From the preceding, it is clear that the trial court relied on facts that were not proven beyond a reasonable doubt to a jury at two distinct points in the sentencing process. First, the trial court made factual determinations in computing the PRV and OV totals necessary to ascertain the minimum recommended sentence range. Next, the trial court made factual determinations in order to justify its departure from the sentencing requirements *524 imposed by MCL 769.34(4)(a). We shall consider the propriety of each in turn.
Under the Sixth Amendment of the United States Constitution, a criminal defendant is guaranteed the "right to a speedy and public trial, by an impartial jury." The Sixth Amendment right to a jury trial, considered together with the "due process" clause of the Fourteenth Amendment, guarantees "a criminal defendant to ``a jury determination that [he] is guilty of every element of the crime with which he is charged beyond a reasonable doubt.'" Apprendi v. New Jersey, 530 U.S. 466, 477, 120 S. Ct. 2348, 147 L. Ed. 2d 435 (2000), quoting United States v. Gaudin, 515 U.S. 506, 510, 115 S. Ct. 2310, 132 L. Ed. 2d 444 (1995). Because a criminal defendant is entitled to have a jury decide his or her guilt, "[o]ther than the fact of a prior conviction, any fact that increases the penalty for a crime beyond the prescribed statutory maximum must be submitted to a jury, and proved beyond a reasonable doubt." Id. at 490, 120 S. Ct. 2348. "Thus, any fact that ``expose[s] the defendant to a greater punishment than that authorized by the jury's guilty verdict[,]' . . . is an element of the crime that must be proven beyond a reasonable doubt." Drohan, supra at 150, 715 N.W.2d 778, quoting Apprendi, supra at 494, 120 S. Ct. 2348.

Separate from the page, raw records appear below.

/// Consistency checks over built definitions. Everything reported here is a
/// warning: the unit stays recruitable, even if in practice it cannot be.
#[must_use]
pub fn validate_definitions(
    definitions: &[RecruitableDefinition],
    stage_units: &HashMap<UnitId, Faction>,
) -> Vec<ValidationIssue> {
    let mut issues = Vec::new();

    for def in definitions {
        let unit = &def.character_id;
        if def.conditions.is_empty() {
            issues.push(ValidationIssue::warning(unit, None, "no conditions"));
        }

        for cond in &def.conditions {
            if let Some(referenced) = cond.referenced_unit() {
                match stage_units.get(referenced) {
                    None => issues.push(ValidationIssue::warning(
                        unit,
                        Some(&cond.id),
                        format!("references unit {referenced} which is not in the stage"),
                    )),
                    Some(faction) if !faction.is_friendly() => {
                        issues.push(ValidationIssue::warning(
                            unit,
                            Some(&cond.id),
                            format!("references {referenced}, which is not a player unit"),
                        ));
                    }
                    Some(_) => {}
                }
            }
        }

        if let Some(conflict) = contradiction(&def.conditions) {
            issues.push(ValidationIssue::warning(
                unit,
                Some(&conflict.id),
                "contradicts an earlier condition; unit can never qualify",
            ));
        }
    }
    issues
}

/// First condition that requires a different value for the same attack field
/// than an earlier one.
fn contradiction(conditions: &[Condition]) -> Option<&Condition> {
    for (i, later) in conditions.iter().enumerate() {
        let clashes = conditions[..i].iter().any(|earlier| {
            match (&earlier.kind, &later.kind) {
                (
                    ConditionKind::SpecificAttacker { attacker_id: a },
                    ConditionKind::SpecificAttacker { attacker_id: b },
                ) => a != b,
                (
                    ConditionKind::ElementMatch { element: a },
                    ConditionKind::ElementMatch { element: b },
                ) => a != b,
                (
                    ConditionKind::WeaponType { weapon_type: a },
                    ConditionKind::WeaponType { weapon_type: b },
                ) => a != b,
                (
                    ConditionKind::DamageType { damage_type: a },
                    ConditionKind::DamageType { damage_type: b },
                ) => a != b,
                _ => false,
            }
        });
        if clashes {
            return Some(later);
        }
    }
    None
}

#[cfg(test)]
mod tests {
    use super::*;
    use serde_json::json;

    fn raw(id: &str, kind: &str, parameters: serde_json::Value) -> RawCondition {
        RawCondition {
            id: id.to_string(),
            kind: kind.to_string(),
            description: String::new(),
            parameters,
        }
    }

    fn block(conditions: Vec<RawCondition>) -> RecruitmentBlock {
        RecruitmentBlock {
            conditions,
            ..RecruitmentBlock::default()
        }
    }

    #[test]
    fn parses_stage_json() {
        let stage = StageData::from_json(
            r#"{
                "stage_id": "chapter-1",
                "units": [
                    { "id": "player-1", "faction": "player", "current_hp": 30, "max_hp": 30 },
                    { "id": "enemy-1", "name": "Bandit", "faction": "enemy",
                      "current_hp": 90, "max_hp": 90,
                      "recruitment": {
                        "priority": 2,
                        "rewards": ["bandit-axe"],
                        "conditions": [
                          { "id": "c1", "type": "SPECIFIC_ATTACKER",
                            "description": "Defeat with the hero",
                            "parameters": { "attackerId": "player-1" } }
                        ]
                      } }
                ]
            }"#,
        )
        .expect("valid stage");
        assert_eq!(stage.units.len(), 2);
        assert!(stage.units[0].recruitment.is_none());
        assert_eq!(stage.units[1].unit.level, 1);

        let (defs, report) = build_definitions(&stage, &HashSet::new());
        assert!(report.is_clean(), "{report:?}");
        assert_eq!(defs.len(), 1);
        assert_eq!(defs[0].name, "Bandit");
        assert_eq!(defs[0].priority, 2);
        assert_eq!(defs[0].rewards, vec!["bandit-axe".to_string()]);

        assert!(StageData::from_json("{ nope").is_err());
    }

    #[test]
    fn broken_units_are_skipped_not_fatal() {
        let stage = StageData::new("s")
            .with_unit(Unit::new("player-1", Faction::Player, 30))
            .with_recruitable(
                Unit::new("good", Faction::Enemy, 20),
                block(vec![raw("c1", "TURN_LIMIT", json!({"maxTurn": 5}))]),
            )
            .with_recruitable(
                Unit::new("bad-type", Faction::Enemy, 20),
                block(vec![raw("c1", "TELEPATHY", json!({}))]),
            )
            .with_recruitable(
                Unit::new("bad-param", Faction::Enemy, 20),
                block(vec![
                    raw("c1", "TURN_LIMIT", json!({"maxTurn": 5})),
                    raw("c2", "HP_THRESHOLD", json!({})),
                ]),
            )
            .with_recruitable(Unit::new("empty", Faction::Enemy, 20), block(Vec::new()))
            .with_recruitable(
                Unit::new("zero-hp", Faction::Enemy, 0),
                block(vec![raw("c1", "NO_CRITICAL", json!(null))]),
            );

        let (defs, report) = build_definitions(&stage, &HashSet::new());
        assert_eq!(defs.len(), 1);
        assert_eq!(defs[0].character_id, UnitId::from("good"));
        assert_eq!(report.recruitable, 1);
        assert_eq!(report.errors().count(), 3);
        assert_eq!(report.warnings().count(), 1);
        assert!(report
            .errors()
            .any(|i| i.unit == UnitId::from("bad-param") && i.condition.as_deref() == Some("c2")));
    }

    #[test]
    fn player_units_and_roster_members_never_recruitable() {
        let conds = block(vec![raw("c1", "NO_CRITICAL", json!(null))]);
        let stage = StageData::new("s")
            .with_recruitable(Unit::new("player-1", Faction::Player, 30), conds.clone())
            .with_recruitable(Unit::new("veteran", Faction::Enemy, 30), conds.clone())
            .with_recruitable(Unit::new("enemy-1", Faction::Enemy, 30), conds);

        let skip: HashSet<UnitId> = [UnitId::from("veteran")].into_iter().collect();
        let (defs, report) = build_definitions(&stage, &skip);
        assert!(report.is_clean());
        assert_eq!(defs.len(), 1);
        assert_eq!(defs[0].character_id, UnitId::from("enemy-1"));
    }

    #[test]
    fn duplicate_unit_ids_rejected() {
        let conds = block(vec![raw("c1", "NO_CRITICAL", json!(null))]);
        let stage = StageData::new("s")
            .with_recruitable(Unit::new("enemy-1", Faction::Enemy, 30), conds.clone())
            .with_recruitable(Unit::new("enemy-1", Faction::Enemy, 30), conds);
        let (defs, report) = build_definitions(&stage, &HashSet::new());
        assert_eq!(defs.len(), 1);
        assert_eq!(report.errors().count(), 1);
    }

    #[test]
    fn post_build_warnings() {
        let stage = StageData::new("s")
            .with_unit(Unit::new("player-1", Faction::Player, 30))
            .with_unit(Unit::new("enemy-2", Faction::Enemy, 30))
            .with_recruitable(
                Unit::new("enemy-1", Faction::Enemy, 30),
                block(vec![
                    raw("a", "SPECIFIC_ATTACKER", json!({"attackerId": "player-1"})),
                    raw("g", "ALLY_PRESENT", json!({"requiredAllyId": "ghost"})),
                    raw("b", "ALLY_PRESENT", json!({"requiredAllyId": "enemy-2"})),
                    raw("c", "SPECIFIC_ATTACKER", json!({"attackerId": "player-2"})),
                ]),
            );
        let (defs, report) = build_definitions(&stage, &HashSet::new());
        assert_eq!(defs.len(), 1);
        assert_eq!(report.errors().count(), 0);
        let messages: Vec<&str> = report.warnings().map(|i| i.message.as_str()).collect();
        assert!(messages.iter().any(|m| m.contains("ghost")));
        assert!(messages.iter().any(|m| m.contains("not a player unit")));
        assert!(messages.iter().any(|m| m.contains("contradicts")));
    }

    #[test]
    fn duplicate_condition_ids_drop_the_unit() {
        let stage = StageData::new("s")
            .with_recruitable(
                Unit::new("enemy-1", Faction::Enemy, 30),
                block(vec![
                    raw("t", "TURN_LIMIT", json!({"maxTurn": 10})),
                    raw("t", "TURN_LIMIT", json!({"maxTurn": 3})),
                ]),
            )
            .with_recruitable(
                Unit::new("enemy-2", Faction::Enemy, 30),
                block(vec![raw("t", "TURN_LIMIT", json!({"maxTurn": 3}))]),
            );
        let (defs, report) = build_definitions(&stage, &HashSet::new());
        assert_eq!(defs.len(), 1);
        assert_eq!(defs[0].character_id, UnitId::from("enemy-2"));
        let err = report.errors().next().expect("duplicate rejected");
        assert_eq!(err.unit, UnitId::from("enemy-1"));
        assert_eq!(err.condition.as_deref(), Some("t"));
        assert!(validate_definitions(&defs, &stage.factions()).is_empty());
    }
}
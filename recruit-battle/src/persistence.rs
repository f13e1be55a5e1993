//! SQLite roster store for recruited units.
//!
//! Each [`RecruitedUnit`] is serialised to JSON and kept in one row:
//!
//! ```sql
//! CREATE TABLE IF NOT EXISTS roster (
//!     unit_id        TEXT PRIMARY KEY,
//!     recruitment_id TEXT NOT NULL,
//!     stage_id       TEXT NOT NULL,
//!     data           BLOB NOT NULL,
//!     recruited_at   TEXT NOT NULL,
//!     checksum       TEXT
//! );
//! ```
//!
//! A CRC-32 of the JSON is stored when checksums are enabled. On load a
//! mismatch is logged, or rejected when `strict_checksums` is set.

use std::path::{Path, PathBuf};
use std::time::Instant;

use recruit_core::metrics::spans;
use recruit_core::{RecruitedUnit, UnitId};
use rusqlite::{Connection, OpenFlags, OptionalExtension, params};
use serde::{Deserialize, Serialize};
use tracing::{debug, debug_span, info, warn};

use crate::error::{BattleError, Result};

const SCHEMA: &str = "CREATE TABLE IF NOT EXISTS roster (
    unit_id        TEXT PRIMARY KEY,
    recruitment_id TEXT NOT NULL,
    stage_id       TEXT NOT NULL,
    data           BLOB NOT NULL,
    recruited_at   TEXT NOT NULL,
    checksum       TEXT
);";

// ---------------------------------------------------------------------------
// CRC-32
// ---------------------------------------------------------------------------

fn crc32_hex(data: &[u8]) -> String {
    format!("{:08x}", crc32_compute(data))
}

/// CRC-32 (ISO 3309), bitwise.
fn crc32_compute(data: &[u8]) -> u32 {
    const POLY: u32 = 0xEDB8_8320;
    let mut crc: u32 = 0xFFFF_FFFF;
    for &byte in data {
        crc ^= u32::from(byte);
        for _ in 0..8 {
            crc = if crc & 1 == 1 { (crc >> 1) ^ POLY } else { crc >> 1 };
        }
    }
    !crc
}

// ---------------------------------------------------------------------------
// Config
// ---------------------------------------------------------------------------

/// Roster store settings.
#[derive(Debug, Clone, Serialize, Deserialize)]
pub struct RosterStoreConfig {
    /// Store a checksum with every row.
    #[serde(default = "default_true")]
    pub checksum_enabled: bool,
    /// Fail loads on checksum mismatch instead of warning.
    #[serde(default)]
    pub strict_checksums: bool,
    /// Use WAL journaling for file databases.
    #[serde(default = "default_true")]
    pub wal_mode: bool,
}

impl Default for RosterStoreConfig {
    fn default() -> Self {
        Self {
            checksum_enabled: true,
            strict_checksums: false,
            wal_mode: true,
        }
    }
}

fn default_true() -> bool {
    true
}

// ---------------------------------------------------------------------------
// Store
// ---------------------------------------------------------------------------

/// Handle to an open roster database.
pub struct RosterStore {
    conn: Connection,
    config: RosterStoreConfig,
    db_path: PathBuf,
}

impl std::fmt::Debug for RosterStore {
    fn fmt(&self, f: &mut std::fmt::Formatter<'_>) -> std::fmt::Result {
        f.debug_struct("RosterStore")
            .field("db_path", &self.db_path)
            .field("config", &self.config)
            .finish_non_exhaustive()
    }
}

impl RosterStore {
    /// Open (or create) a roster database at `path`.
    ///
    /// # Errors
    /// Returns [`BattleError::Database`] on SQLite failures.
    pub fn open<P: AsRef<Path>>(path: P, config: &RosterStoreConfig) -> Result<Self> {
        let db_path = path.as_ref().to_path_buf();
        let flags = OpenFlags::SQLITE_OPEN_READ_WRITE
            | OpenFlags::SQLITE_OPEN_CREATE
            | OpenFlags::SQLITE_OPEN_NO_MUTEX;
        let conn = Connection::open_with_flags(&db_path, flags)?;

        if config.wal_mode {
            conn.execute_batch("PRAGMA journal_mode = WAL;")?;
        }
        conn.execute_batch("PRAGMA synchronous = NORMAL;")?;
        conn.execute_batch("PRAGMA busy_timeout = 5000;")?;
        conn.execute_batch(SCHEMA)?;

        info!(path = %db_path.display(), wal = config.wal_mode, "Roster store opened");
        Ok(Self {
            conn,
            config: config.clone(),
            db_path,
        })
    }

    /// Open an in-memory database.
    ///
    /// # Errors
    /// Returns [`BattleError::Database`] on SQLite failures.
    pub fn open_in_memory(config: &RosterStoreConfig) -> Result<Self> {
        let conn = Connection::open_in_memory()?;
        conn.execute_batch(SCHEMA)?;
        Ok(Self {
            conn,
            config: config.clone(),
            db_path: PathBuf::from(":memory:"),
        })
    }

    /// Save (upsert) one recruit.
    ///
    /// # Errors
    /// Serialization or SQLite failures.
    pub fn save(&self, recruit: &RecruitedUnit) -> Result<()> {
        save_row(&self.conn, &self.config, recruit)
    }

    /// Save many recruits in one transaction. Returns how many were written.
    ///
    /// # Errors
    /// Serialization or SQLite failures; nothing is written on error.
    pub fn save_all(&mut self, recruits: &[RecruitedUnit]) -> Result<usize> {
        if recruits.is_empty() {
            return Ok(0);
        }
        let _span = debug_span!(spans::ROSTER_SAVE, count = recruits.len()).entered();
        let start = Instant::now();
        let tx = self.conn.transaction()?;
        for recruit in recruits {
            save_row(&tx, &self.config, recruit)?;
        }
        tx.commit()?;
        debug!(
            count = recruits.len(),
            elapsed_us = start.elapsed().as_micros(),
            "Roster batch saved"
        );
        Ok(recruits.len())
    }

    /// Load one recruit by unit id.
    ///
    /// # Errors
    /// Serialization, checksum (strict mode) or SQLite failures.
    pub fn load(&self, unit_id: &UnitId) -> Result<Option<RecruitedUnit>> {
        let row: Option<(Vec<u8>, Option<String>)> = self
            .conn
            .prepare_cached("SELECT data, checksum FROM roster WHERE unit_id = ?1")?
            .query_row(params![unit_id.as_str()], |row| Ok((row.get(0)?, row.get(1)?)))
            .optional()?;

        row.map(|(data, checksum)| self.decode(unit_id, &data, checksum.as_deref()))
            .transpose()
    }

    /// Every stored recruit, oldest first.
    ///
    /// # Errors
    /// Serialization, checksum (strict mode) or SQLite failures.
    pub fn load_all(&self) -> Result<Vec<RecruitedUnit>> {
        let _span = debug_span!(spans::ROSTER_LOAD).entered();
        let start = Instant::now();
        let mut stmt = self.conn.prepare_cached(
            "SELECT unit_id, data, checksum FROM roster ORDER BY recruited_at, unit_id",
        )?;
        let rows = stmt.query_map([], |row| {
            Ok((
                row.get::<_, String>(0)?,
                row.get::<_, Vec<u8>>(1)?,
                row.get::<_, Option<String>>(2)?,
            ))
        })?;

        let mut roster = Vec::new();
        for row in rows {
            let (id, data, checksum) = row?;
            roster.push(self.decode(&UnitId::from(id), &data, checksum.as_deref())?);
        }
        debug!(
            count = roster.len(),
            elapsed_us = start.elapsed().as_micros(),
            "Roster loaded"
        );
        Ok(roster)
    }

    /// Remove a recruit. Returns whether a row was deleted.
    ///
    /// # Errors
    /// SQLite failures.
    pub fn delete(&self, unit_id: &UnitId) -> Result<bool> {
        let n = self
            .conn
            .execute("DELETE FROM roster WHERE unit_id = ?1", params![unit_id.as_str()])?;
        Ok(n > 0)
    }

    /// Number of stored recruits.
    ///
    /// # Errors
    /// SQLite failures.
    pub fn count(&self) -> Result<usize> {
        let count: i64 = self
            .conn
            .query_row("SELECT COUNT(*) FROM roster", [], |row| row.get(0))?;
        Ok(usize::try_from(count).unwrap_or(0))
    }

    /// Copy the database to `dest_path` with SQLite's online-backup API.
    ///
    /// # Errors
    /// SQLite failures.
    pub fn backup<P: AsRef<Path>>(&self, dest_path: P) -> Result<()> {
        let start = Instant::now();
        let mut dest = Connection::open(dest_path.as_ref())?;
        let backup = rusqlite::backup::Backup::new(&self.conn, &mut dest)?;
        backup.run_to_completion(256, std::time::Duration::from_millis(10), None)?;
        info!(
            dest = %dest_path.as_ref().display(),
            elapsed_ms = start.elapsed().as_millis(),
            "Roster backup completed"
        );
        Ok(())
    }

    /// Run `PRAGMA integrity_check`.
    ///
    /// # Errors
    /// SQLite failures.
    pub fn integrity_check(&self) -> Result<bool> {
        let result: String = self
            .conn
            .query_row("PRAGMA integrity_check", [], |row| row.get(0))?;
        Ok(result == "ok")
    }

    /// Path of the database file (`:memory:` for in-memory stores).
    #[must_use]
    pub fn db_path(&self) -> &Path {
        &self.db_path
    }

    fn decode(&self, unit_id: &UnitId, data: &[u8], stored: Option<&str>) -> Result<RecruitedUnit> {
        if self.config.checksum_enabled
            && let Some(expected) = stored
        {
            let actual = crc32_hex(data);
            if expected != actual {
                if self.config.strict_checksums {
                    return Err(BattleError::ChecksumMismatch {
                        unit: unit_id.clone(),
                        expected: expected.to_string(),
                        actual,
                    });
                }
                warn!(
                    unit = %unit_id,
                    expected,
                    actual = %actual,
                    "Roster checksum mismatch, possible save corruption"
                );
            }
        }
        serde_json::from_slice(data).map_err(|e| BattleError::Serialization(e.to_string()))
    }
}

fn save_row(conn: &Connection, config: &RosterStoreConfig, recruit: &RecruitedUnit) -> Result<()> {
    let json = serde_json::to_vec(recruit).map_err(|e| BattleError::Serialization(e.to_string()))?;
    let checksum = config.checksum_enabled.then(|| crc32_hex(&json));

    conn.execute(
        "INSERT INTO roster (unit_id, recruitment_id, stage_id, data, recruited_at, checksum)
         VALUES (?1, ?2, ?3, ?4, ?5, ?6)
         ON CONFLICT(unit_id) DO UPDATE SET
            recruitment_id = excluded.recruitment_id,
            stage_id = excluded.stage_id,
            data = excluded.data,
            recruited_at = excluded.recruited_at,
            checksum = excluded.checksum",
        params![
            recruit.unit.id.as_str(),
            recruit.recruitment_id.0.to_string(),
            recruit.stage_id,
            json,
            recruit.recruited_at.to_rfc3339(),
            checksum,
        ],
    )?;
    debug!(unit = %recruit.unit.id, bytes = json.len(), "Recruit saved");
    Ok(())
}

Although the Sixth Amendment prevents a judge from using facts not found by a jury to increase a sentence beyond the maximum authorized by a jury verdict, once a jury has found all the necessary elements of the crime beyond a reasonable doubt, the government is authorized to impose any sentence below the maximum. Harris v. United States, 536 U.S. 545, 565, 122 S. Ct. 2406, 153 L. Ed. 2d 524 (2002). "That is why, as Apprendi noted, ``nothing in this history suggests that it is impermissible for judges to exercise discretiontaking into consideration various factors relating both to offense and offenderin imposing a judgment within the range.'" Id., quoting Apprendi, supra at 481, 120 S. Ct. 2348. Indeed, judges may properly "find facts that give rise to a mandatory minimum sentence below ``the maximum penalty for the crime committed.'" Id., quoting McMillan v. Pennsylvania, 477 U.S. 79, 87-88, 106 S. Ct. 2411, 91 L. Ed. 2d 67 (1986). Hence, the constitutionality of a particular sentencing scheme will depend on whether the scheme permits a trial court to impose a sentence beyond the relevant statutory maximum.
In Blakely v. Washington, 542 U.S. 296, 124 S. Ct. 2531, 159 L. Ed. 2d 403 (2004), the Court addressed what constitutes the relevant statutory maximum for purposes of sentencing within the limits imposed by the Sixth Amendment. In Blakely, the defendant pleaded guilty of second-degree kidnapping, which was classified by statute as a class B felony subject to a maximum term of imprisonment of ten years. Id. at 299, 124 S. Ct. 2531. Although a class B felony was potentially subject to a term of imprisonment of ten years, under Washington's sentencing scheme the trial court was required to sentence the defendant to a term of imprisonment within the standard range of 49 to 53 months unless it found substantial and compelling reasons for departing upward. Id. At sentencing, the trial court determined that the defendant had acted with deliberate cruelty and, for that reason, the trial court elected to impose a sentence that was 37 months higher than the upper limit of the standard range under Washington's sentencing scheme. The United States Supreme Court held that the trial court's decision to exceed the standard range on the basis of *525 facts not found by the jury violated the defendant's Sixth Amendment right to a jury trial. The Court clarified that "the relevant ``statutory maximum' is not the maximum sentence a judge may impose after finding additional facts, but the maximum he may impose without any additional findings." Id. at 303-304, 124 S. Ct. 2531. Because the trial court was required to sentence the defendant within the standard range, the upper limit of that range was the maximum for purposes of the limits imposed by Apprendi. Id. at 304, 124 S. Ct. 2531.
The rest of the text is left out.